Info-terrorists and criminals will continue to take advantage of the
ever-growing proliferation of flaws in the gigantic Microsoft system,
consisting of hundreds of millions of lines of failure-prone code.
The Microsoft software monoculture is dangerous because this firm is pursuing
its global expansion objectives with unconstrained ambition. Its strength is
reflected in its share of all profits from the software business. That
advantage has widened steadily from 24 percent in 1987 to 64 percent in 1998 and is likely to
climb as Microsoft is expanding its reach as a vendor of software packages to
becoming a networking services giant.

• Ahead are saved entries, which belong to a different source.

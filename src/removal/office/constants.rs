//! Plantillas con las que se reemplazan las partes eliminadas.

pub(super) const CUSTOM_PROPERTIES_EMPTY: &str = "<?xml version=\"1.0\" encoding=\"UTF-8\" standalone=\"yes\"?>\n<Properties xmlns=\"http://schemas.openxmlformats.org/officeDocument/2006/custom-properties\" xmlns:vt=\"http://schemas.openxmlformats.org/officeDocument/2006/docPropsVTypes\"/>\n";
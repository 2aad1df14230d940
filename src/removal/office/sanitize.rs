use std::io::Cursor;
use xmltree::{EmitterConfig, Element, XMLNode};

use super::constants::CUSTOM_PROPERTIES_EMPTY;
use crate::error::RemovalError;
use crate::extraction::office::{
    CUSTOM_KEY_PREFIX, custom_property_name, element_text_content, neutral_value, qualified_name,
};
use crate::removal::RemovalScope;

/// Neutraliza las propiedades de `core.xml` o `app.xml` que el alcance elimina.
pub(super) fn sanitize_properties(
    contents: Vec<u8>,
    scope: &RemovalScope<'_>,
) -> Result<(Vec<u8>, bool), RemovalError> {
    let mut root = parse_xml(&contents)?;

    let mut modified = false;
    for node in root.children.iter_mut() {
        let XMLNode::Element(child) = node else {
            continue;
        };
        if child
            .children
            .iter()
            .any(|node| matches!(node, XMLNode::Element(_)))
        {
            continue;
        }

        let key = qualified_name(child);
        let current = element_text_content(child);
        if current.is_empty() || !scope.removes(&key) {
            continue;
        }
        modified |= set_element_text(child, neutral_value(&key, &current));
    }

    if !modified {
        return Ok((contents, false));
    }
    Ok((write_xml(&root)?, true))
}

/// Con alcance total se sustituye por la plantilla vacía; si no, se quitan solo las propiedades afectadas.
pub(super) fn sanitize_custom_properties(
    contents: Vec<u8>,
    scope: &RemovalScope<'_>,
) -> Result<(Vec<u8>, bool), RemovalError> {
    if scope.is_total() {
        let sanitized = CUSTOM_PROPERTIES_EMPTY.as_bytes().to_vec();
        let modified = contents != sanitized;
        return Ok((sanitized, modified));
    }

    let mut root = parse_xml(&contents)?;
    let before = root.children.len();
    root.children.retain(|node| match node {
        XMLNode::Element(child) => custom_property_name(child)
            .is_none_or(|name| !scope.removes(&format!("{CUSTOM_KEY_PREFIX}{name}"))),
        _ => true,
    });

    if root.children.len() == before {
        return Ok((contents, false));
    }
    Ok((write_xml(&root)?, true))
}

pub(super) fn parse_xml(contents: &[u8]) -> Result<Element, RemovalError> {
    Element::parse(Cursor::new(contents))
        .map_err(|e| RemovalError::Xml(format!("Error leyendo XML de metadata: {e}")))
}

fn write_xml(root: &Element) -> Result<Vec<u8>, RemovalError> {
    let mut output = Vec::new();
    let mut config = EmitterConfig::new();
    config.perform_indent = false;
    config.write_document_declaration = true;
    root.write_with_config(&mut output, config)
        .map_err(|e| RemovalError::Xml(format!("Error escribiendo XML sanitizado: {e}")))?;
    Ok(output)
}

/// Sustituye el texto de un elemento si difiere del valor actual.
fn set_element_text(element: &mut Element, new_value: &str) -> bool {
    if element_text_content(element) == new_value {
        return false;
    }

    element
        .children
        .retain(|node| !matches!(node, XMLNode::Text(_) | XMLNode::CData(_)));
    if !new_value.is_empty() {
        element.children.push(XMLNode::Text(new_value.to_string()));
    }
    true
}
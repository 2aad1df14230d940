//! Reportes por archivo y su exportación.

mod export;

#[cfg(test)]
mod tests;

pub use export::{ExportFormat, export_reports, parse_export_format};

use chrono::{DateTime, Utc};
use serde::{Deserialize, Serialize};
use std::path::{Path, PathBuf};
use std::time::Instant;

use crate::analysis::{AnalysisPipeline, AnalysisResult, RiskLevel};
use crate::extraction::{FileInfo, extract_metadata};

/// Análisis de un archivo junto con sus datos básicos.
#[derive(Clone, Debug, Eq, PartialEq, Serialize, Deserialize)]
pub struct FileReport {
    pub path: PathBuf,
    pub file: FileInfo,
    pub analysis: AnalysisResult,
    pub processing_time_ms: u64,
    pub analyzed_at: DateTime<Utc>,
}

impl FileReport {
    /// Extrae, clasifica y puntúa `bytes` como el contenido de `path`.
    pub fn analyze(
        path: &Path,
        bytes: &[u8],
        pipeline: &AnalysisPipeline,
        platform: Option<&str>,
    ) -> Self {
        let started = Instant::now();
        let file = FileInfo::from_bytes(&display_name(path), bytes);
        let raw = extract_metadata(bytes, &file.mime);
        let analysis = pipeline.analyze(&raw, platform);

        Self {
            path: path.to_path_buf(),
            file,
            analysis,
            processing_time_ms: started.elapsed().as_millis() as u64,
            analyzed_at: Utc::now(),
        }
    }
}

/// Puntuación y nivel en un momento dado.
#[derive(Clone, Copy, Debug, Eq, PartialEq, Serialize, Deserialize)]
pub struct RiskSnapshot {
    pub score: u8,
    pub level: RiskLevel,
}

impl From<&AnalysisResult> for RiskSnapshot {
    fn from(analysis: &AnalysisResult) -> Self {
        Self {
            score: analysis.score(),
            level: analysis.level(),
        }
    }
}

/// Resultado de limpiar un archivo y guardar la copia saneada.
#[derive(Clone, Debug, Eq, PartialEq, Serialize, Deserialize)]
pub struct CleanReport {
    pub source: PathBuf,
    pub output: PathBuf,
    pub mime: String,
    pub scope: String,
    pub modified: bool,
    pub before: RiskSnapshot,
    pub after: RiskSnapshot,
}

impl CleanReport {
    pub fn score_reduction(&self) -> u8 {
        self.before.score.saturating_sub(self.after.score)
    }
}

pub(crate) fn display_name(path: &Path) -> String {
    path.file_name()
        .map(|name| name.to_string_lossy().into_owned())
        .unwrap_or_else(|| path.display().to_string())
}
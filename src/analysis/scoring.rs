//! Cálculo de la puntuación de riesgo (0-100) y del nivel asociado.
//!
//! La política es escalonada: manda el nivel más grave presente y el volumen
//! solo ajusta dentro de la banda de ese nivel. No es aditiva entre
//! categorías.

use serde::{Deserialize, Serialize};
use std::collections::BTreeSet;
use tracing::{debug, error};

use super::category::{Category, RiskLevel};
use super::entry::{MetadataEntry, truncate_value};
use super::platform::PlatformRuleEngine;
use crate::config::AnalyzerConfig;
use crate::error::{ConfigError, InvariantViolation};

/// Peso (0-100) de cada categoría.
#[derive(Clone, Copy, Debug, Eq, PartialEq, Serialize, Deserialize)]
#[serde(default)]
pub struct RiskWeights {
    pub location: u8,
    pub device: u8,
    pub author: u8,
    pub personal: u8,
    pub camera: u8,
    pub software: u8,
    pub timestamp: u8,
    pub other: u8,
}

impl RiskWeights {
    pub fn weight(&self, category: Category) -> u8 {
        match category {
            Category::Location => self.location,
            Category::Device => self.device,
            Category::Author => self.author,
            Category::Personal => self.personal,
            Category::Camera => self.camera,
            Category::Software => self.software,
            Category::Timestamp => self.timestamp,
            Category::Other => self.other,
        }
    }

    pub fn validate(&self) -> Result<(), ConfigError> {
        for category in Category::ALL {
            let weight = self.weight(category);
            if weight > 100 {
                return Err(ConfigError::WeightOutOfRange { category, weight });
            }
        }
        Ok(())
    }
}

impl Default for RiskWeights {
    fn default() -> Self {
        Self {
            location: 90,
            personal: 70,
            author: 60,
            software: 45,
            device: 40,
            camera: 30,
            timestamp: 20,
            other: 5,
        }
    }
}

/// Banda de severidad a la que pertenece un peso.
#[derive(Clone, Copy, Debug, Eq, PartialEq, Ord, PartialOrd, Hash)]
pub enum Tier {
    Low,
    Medium,
    High,
    Critical,
}

/// Pesos mínimos de cada banda.
#[derive(Clone, Copy, Debug, Eq, PartialEq, Serialize, Deserialize)]
#[serde(default)]
pub struct TierBands {
    pub critical: u8,
    pub high: u8,
    pub medium: u8,
}

impl TierBands {
    pub fn tier_of(&self, weight: u8) -> Tier {
        if weight >= self.critical {
            Tier::Critical
        } else if weight >= self.high {
            Tier::High
        } else if weight >= self.medium {
            Tier::Medium
        } else {
            Tier::Low
        }
    }

    pub fn validate(&self) -> Result<(), ConfigError> {
        if self.critical > self.high && self.high > self.medium {
            Ok(())
        } else {
            Err(ConfigError::InvalidScoring(format!(
                "las bandas deben ser estrictamente decrecientes (crítica {}, alta {}, media {})",
                self.critical, self.high, self.medium
            )))
        }
    }
}

impl Default for TierBands {
    fn default() -> Self {
        Self {
            critical: 80,
            high: 60,
            medium: 40,
        }
    }
}

/// Puntuación de una banda: `base + step * (n - 1)`, limitada a `cap`.
#[derive(Clone, Copy, Debug, Eq, PartialEq, Serialize, Deserialize)]
pub struct TierScore {
    pub base: u8,
    pub step: u8,
    pub cap: u8,
}

impl TierScore {
    fn score(&self, entries_in_tier: usize) -> u32 {
        let extra = entries_in_tier.saturating_sub(1) as u32;
        (self.base as u32 + self.step as u32 * extra).min(self.cap as u32)
    }
}

#[derive(Clone, Copy, Debug, Eq, PartialEq, Serialize, Deserialize)]
#[serde(default)]
pub struct ScoringPolicy {
    pub critical: TierScore,
    pub high: TierScore,
    pub medium: TierScore,
    pub low: TierScore,
    pub volume_threshold: usize,
    pub volume_bonus: u8,
}

impl ScoringPolicy {
    fn tier_score(&self, tier: Tier) -> &TierScore {
        match tier {
            Tier::Critical => &self.critical,
            Tier::High => &self.high,
            Tier::Medium => &self.medium,
            Tier::Low => &self.low,
        }
    }

    /// Las bandas no se solapan; así subir la categoría de una entrada nunca baja la puntuación.
    pub fn validate(&self) -> Result<(), ConfigError> {
        let ordered = [
            ("crítica", &self.critical),
            ("alta", &self.high),
            ("media", &self.medium),
            ("baja", &self.low),
        ];
        for (name, tier) in ordered {
            if tier.cap > 100 || tier.base > tier.cap {
                return Err(ConfigError::InvalidScoring(format!(
                    "la banda {name} debe cumplir base <= tope <= 100"
                )));
            }
        }
        for pair in ordered.windows(2) {
            let (upper_name, upper) = pair[0];
            let (lower_name, lower) = pair[1];
            if upper.base <= lower.cap {
                return Err(ConfigError::InvalidScoring(format!(
                    "la base de la banda {upper_name} debe superar el tope de la banda {lower_name}"
                )));
            }
        }
        if self.volume_bonus > 100 {
            return Err(ConfigError::InvalidScoring(
                "el bono por volumen no puede superar 100".to_string(),
            ));
        }
        Ok(())
    }
}

impl Default for ScoringPolicy {
    fn default() -> Self {
        Self {
            critical: TierScore {
                base: 85,
                step: 5,
                cap: 95,
            },
            high: TierScore {
                base: 65,
                step: 5,
                cap: 75,
            },
            medium: TierScore {
                base: 40,
                step: 5,
                cap: 55,
            },
            low: TierScore {
                base: 9,
                step: 4,
                cap: 24,
            },
            volume_threshold: 20,
            volume_bonus: 5,
        }
    }
}

/// Umbrales de puntuación para cada nivel; cualquier valor mayor que cero es al menos `low`.
#[derive(Clone, Copy, Debug, Eq, PartialEq, Serialize, Deserialize)]
#[serde(default)]
pub struct LevelThresholds {
    pub critical: u8,
    pub high: u8,
    pub medium: u8,
}

impl LevelThresholds {
    pub fn level_for(&self, score: u8) -> RiskLevel {
        if score >= self.critical {
            RiskLevel::Critical
        } else if score >= self.high {
            RiskLevel::High
        } else if score >= self.medium {
            RiskLevel::Medium
        } else if score > 0 {
            RiskLevel::Low
        } else {
            RiskLevel::None
        }
    }

    pub fn validate(&self) -> Result<(), ConfigError> {
        if self.critical <= 100
            && self.critical > self.high
            && self.high > self.medium
            && self.medium > 0
        {
            Ok(())
        } else {
            Err(ConfigError::InvalidScoring(format!(
                "umbrales de nivel inválidos (crítico {}, alto {}, medio {})",
                self.critical, self.high, self.medium
            )))
        }
    }
}

impl Default for LevelThresholds {
    fn default() -> Self {
        Self {
            critical: 75,
            high: 50,
            medium: 25,
        }
    }
}

/// Resumen de una categoría presente, pensado para mostrarse en la interfaz.
#[derive(Clone, Debug, Eq, PartialEq, Serialize, Deserialize)]
pub struct RiskFactor {
    pub category: Category,
    pub severity: RiskLevel,
    pub description: String,
    pub entries: Vec<MetadataEntry>,
}

#[derive(Clone, Debug, Eq, PartialEq, Serialize, Deserialize)]
pub struct RiskAssessment {
    pub score: u8,
    pub level: RiskLevel,
    pub recommendation: String,
    pub factors: Vec<RiskFactor>,
}

impl RiskAssessment {
    pub fn empty() -> Self {
        Self {
            score: 0,
            level: RiskLevel::None,
            recommendation: RiskLevel::None.recommendation().to_string(),
            factors: Vec::new(),
        }
    }

    pub fn categories_found(&self) -> BTreeSet<Category> {
        self.factors.iter().map(|factor| factor.category).collect()
    }
}

/// Evaluación restringida a lo que una plataforma considera riesgoso.
#[derive(Clone, Debug, Eq, PartialEq, Serialize, Deserialize)]
pub struct PlatformAssessment {
    pub platform: String,
    pub requested: String,
    pub assessment: RiskAssessment,
    pub risky_entries: Vec<MetadataEntry>,
    pub retained_entries: Vec<MetadataEntry>,
}

impl PlatformAssessment {
    pub fn score(&self) -> u8 {
        self.assessment.score
    }

    pub fn level(&self) -> RiskLevel {
        self.assessment.level
    }
}

/// Servicio sin estado mutable que construye entradas y las puntúa.
#[derive(Clone, Debug)]
pub struct RiskScorer {
    weights: RiskWeights,
    tiers: TierBands,
    policy: ScoringPolicy,
    thresholds: LevelThresholds,
    max_value_len: usize,
}

impl RiskScorer {
    pub fn new(config: &AnalyzerConfig) -> Result<Self, ConfigError> {
        config.weights.validate()?;
        config.tiers.validate()?;
        config.scoring.validate()?;
        config.thresholds.validate()?;
        if config.max_value_len == 0 {
            return Err(ConfigError::InvalidValueLength);
        }

        Ok(Self {
            weights: config.weights,
            tiers: config.tiers,
            policy: config.scoring,
            thresholds: config.thresholds,
            max_value_len: config.max_value_len,
        })
    }

    pub fn weights(&self) -> &RiskWeights {
        &self.weights
    }

    pub fn thresholds(&self) -> &LevelThresholds {
        &self.thresholds
    }

    pub fn tier_of(&self, category: Category) -> Tier {
        self.tiers.tier_of(self.weights.weight(category))
    }

    /// Nivel de riesgo que corresponde a una categoría con los pesos configurados.
    pub fn level_of(&self, category: Category) -> RiskLevel {
        if self.weights.weight(category) == 0 {
            return RiskLevel::None;
        }
        match self.tier_of(category) {
            Tier::Critical => RiskLevel::Critical,
            Tier::High => RiskLevel::High,
            Tier::Medium => RiskLevel::Medium,
            Tier::Low => RiskLevel::Low,
        }
    }

    /// Construye una entrada con el valor acotado y el nivel derivado de su categoría.
    pub fn entry(&self, key: &str, value: &str, category: Category) -> MetadataEntry {
        let (value, truncated) = truncate_value(value, self.max_value_len);
        if truncated {
            debug!(key, max = self.max_value_len, "valor de metadata recortado");
        }
        MetadataEntry::new(key, value, category, self.level_of(category))
    }

    pub fn validate(&self, entry: &MetadataEntry) -> Result<(), InvariantViolation> {
        let expected = self.level_of(entry.category());
        if entry.risk_level() == expected {
            Ok(())
        } else {
            Err(InvariantViolation {
                key: entry.key().to_string(),
                category: entry.category(),
                declared: entry.risk_level(),
                expected,
            })
        }
    }

    /// Puntúa un conjunto de entradas; las que violan el invariante se descartan.
    pub fn score(&self, entries: &[MetadataEntry]) -> RiskAssessment {
        let valid: Vec<&MetadataEntry> = entries
            .iter()
            .filter(|entry| match self.validate(entry) {
                Ok(()) => true,
                Err(violation) => {
                    error!(%violation, "entrada descartada al puntuar");
                    false
                }
            })
            .collect();

        if valid.is_empty() {
            return RiskAssessment::empty();
        }

        let score = self.compute_score(&valid);
        let level = self.thresholds.level_for(score);

        RiskAssessment {
            score,
            level,
            recommendation: level.recommendation().to_string(),
            factors: self.build_factors(&valid),
        }
    }

    fn compute_score(&self, entries: &[&MetadataEntry]) -> u8 {
        // Categorías con peso cero no aportan puntuación.
        let tiers: Vec<Tier> = entries
            .iter()
            .filter(|entry| self.weights.weight(entry.category()) > 0)
            .map(|entry| self.tier_of(entry.category()))
            .collect();
        let Some(top_tier) = tiers.iter().copied().max() else {
            return 0;
        };

        let in_top_tier = tiers.iter().filter(|tier| **tier == top_tier).count();

        let mut score = self.policy.tier_score(top_tier).score(in_top_tier);
        if entries.len() > self.policy.volume_threshold {
            score += self.policy.volume_bonus as u32;
        }

        score.min(100) as u8
    }

    fn build_factors(&self, entries: &[&MetadataEntry]) -> Vec<RiskFactor> {
        let present: BTreeSet<Category> = entries.iter().map(|entry| entry.category()).collect();

        let mut factors: Vec<RiskFactor> = present
            .into_iter()
            .map(|category| RiskFactor {
                category,
                severity: self.level_of(category),
                description: category.description().to_string(),
                entries: entries
                    .iter()
                    .filter(|entry| entry.category() == category)
                    .map(|entry| (*entry).clone())
                    .collect(),
            })
            .collect();

        factors.sort_by(|a, b| {
            b.severity
                .cmp(&a.severity)
                .then_with(|| a.category.as_str().cmp(b.category.as_str()))
        });
        factors
    }

    /// Recalcula el riesgo considerando solo lo que `platform` considera riesgoso.
    pub fn analyze_for_platform(
        &self,
        entries: &[MetadataEntry],
        platform: &str,
        rules: &PlatformRuleEngine,
    ) -> PlatformAssessment {
        let policy = rules.policy_for(platform);

        let (risky_entries, retained_entries): (Vec<MetadataEntry>, Vec<MetadataEntry>) = entries
            .iter()
            .cloned()
            .partition(|entry| policy.is_risky(entry.category()));

        PlatformAssessment {
            platform: policy.platform.clone(),
            requested: platform.to_string(),
            assessment: self.score(&risky_entries),
            risky_entries,
            retained_entries,
        }
    }
}

impl Default for RiskScorer {
    fn default() -> Self {
        let config = AnalyzerConfig::default();
        Self {
            weights: config.weights,
            tiers: config.tiers,
            policy: config.scoring,
            thresholds: config.thresholds,
            max_value_len: config.max_value_len,
        }
    }
}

In its recently announced .Net
initiative, Microsoft has projected a vision of a world that is inter-connected
with Microsoft centers from where each computer receives not only its operating
software but also a continuous stream of data and applications.
Microsoft now sets its sights not only on the control of local computing but
also on the sources from which all program code and data originate. Upgrading
Microsoft software has been a logical choice for customers who wished to keep
up with changes in technology. The risks of an integrated family of operating
systems running all global computers, a declared Microsoft objective, make
selecting a Microsoft platform more than a purely technical choice. An
all-encompassing operating system bares itself to hostile exploitation of
paralyzing security flaws. The presence of a fatal defect is unavoidable as
the complexity of Microsoft systems expands to bizarre proportions with each
new release. It is the search for such a fault that occupies the minds of some
of the brightest computer experts. Finding a crack through which one could
induce mayhem with only a few keystrokes would be worth a great deal of money,
especially when supporting an act of terrorism.
It's only a question of time before the ubiquitous presence of Microsoft
operating systems, supported by a software-updating network, reaches a level of
interconnectivity that makes a universal systems crash feasible.
All that will be required is inducement of a widespread information
infrastructure collapse through a deliberately executed and pre-planned act of
information warfare. The risk from a software monoculture has increased due to
the shift from custom-made software to packaged applications residing on an
integrated family of Microsoft operating systems. As a result, the risks from
planned subversion of a software monoculture now overwhelm the demonstrable
benefits of standardization of an otherwise chaotic software environment.
The future of Microsoft should not be judged only by antitrust criteria or the
commercial merits of its software. It should be also reflected in the
unprecedented security risks to our civilization that a software monoculture
generates. The Microsoft defense that it was only maximizing profits using
common competitive methods is insufficient. Business practices that may be
tolerable for a small competitor become perilous whenever scaled up to
security-threatening proportions to global computer networks.
Our computer-based information society is still in its early stages of
development. Its resilience and dependability is still not adequately
understood. If history teaches anything, it is the insight that monocultures
of any kind--especially if they can propagate in a matter of seconds--should
not be allowed to flourish without adequate safeguards.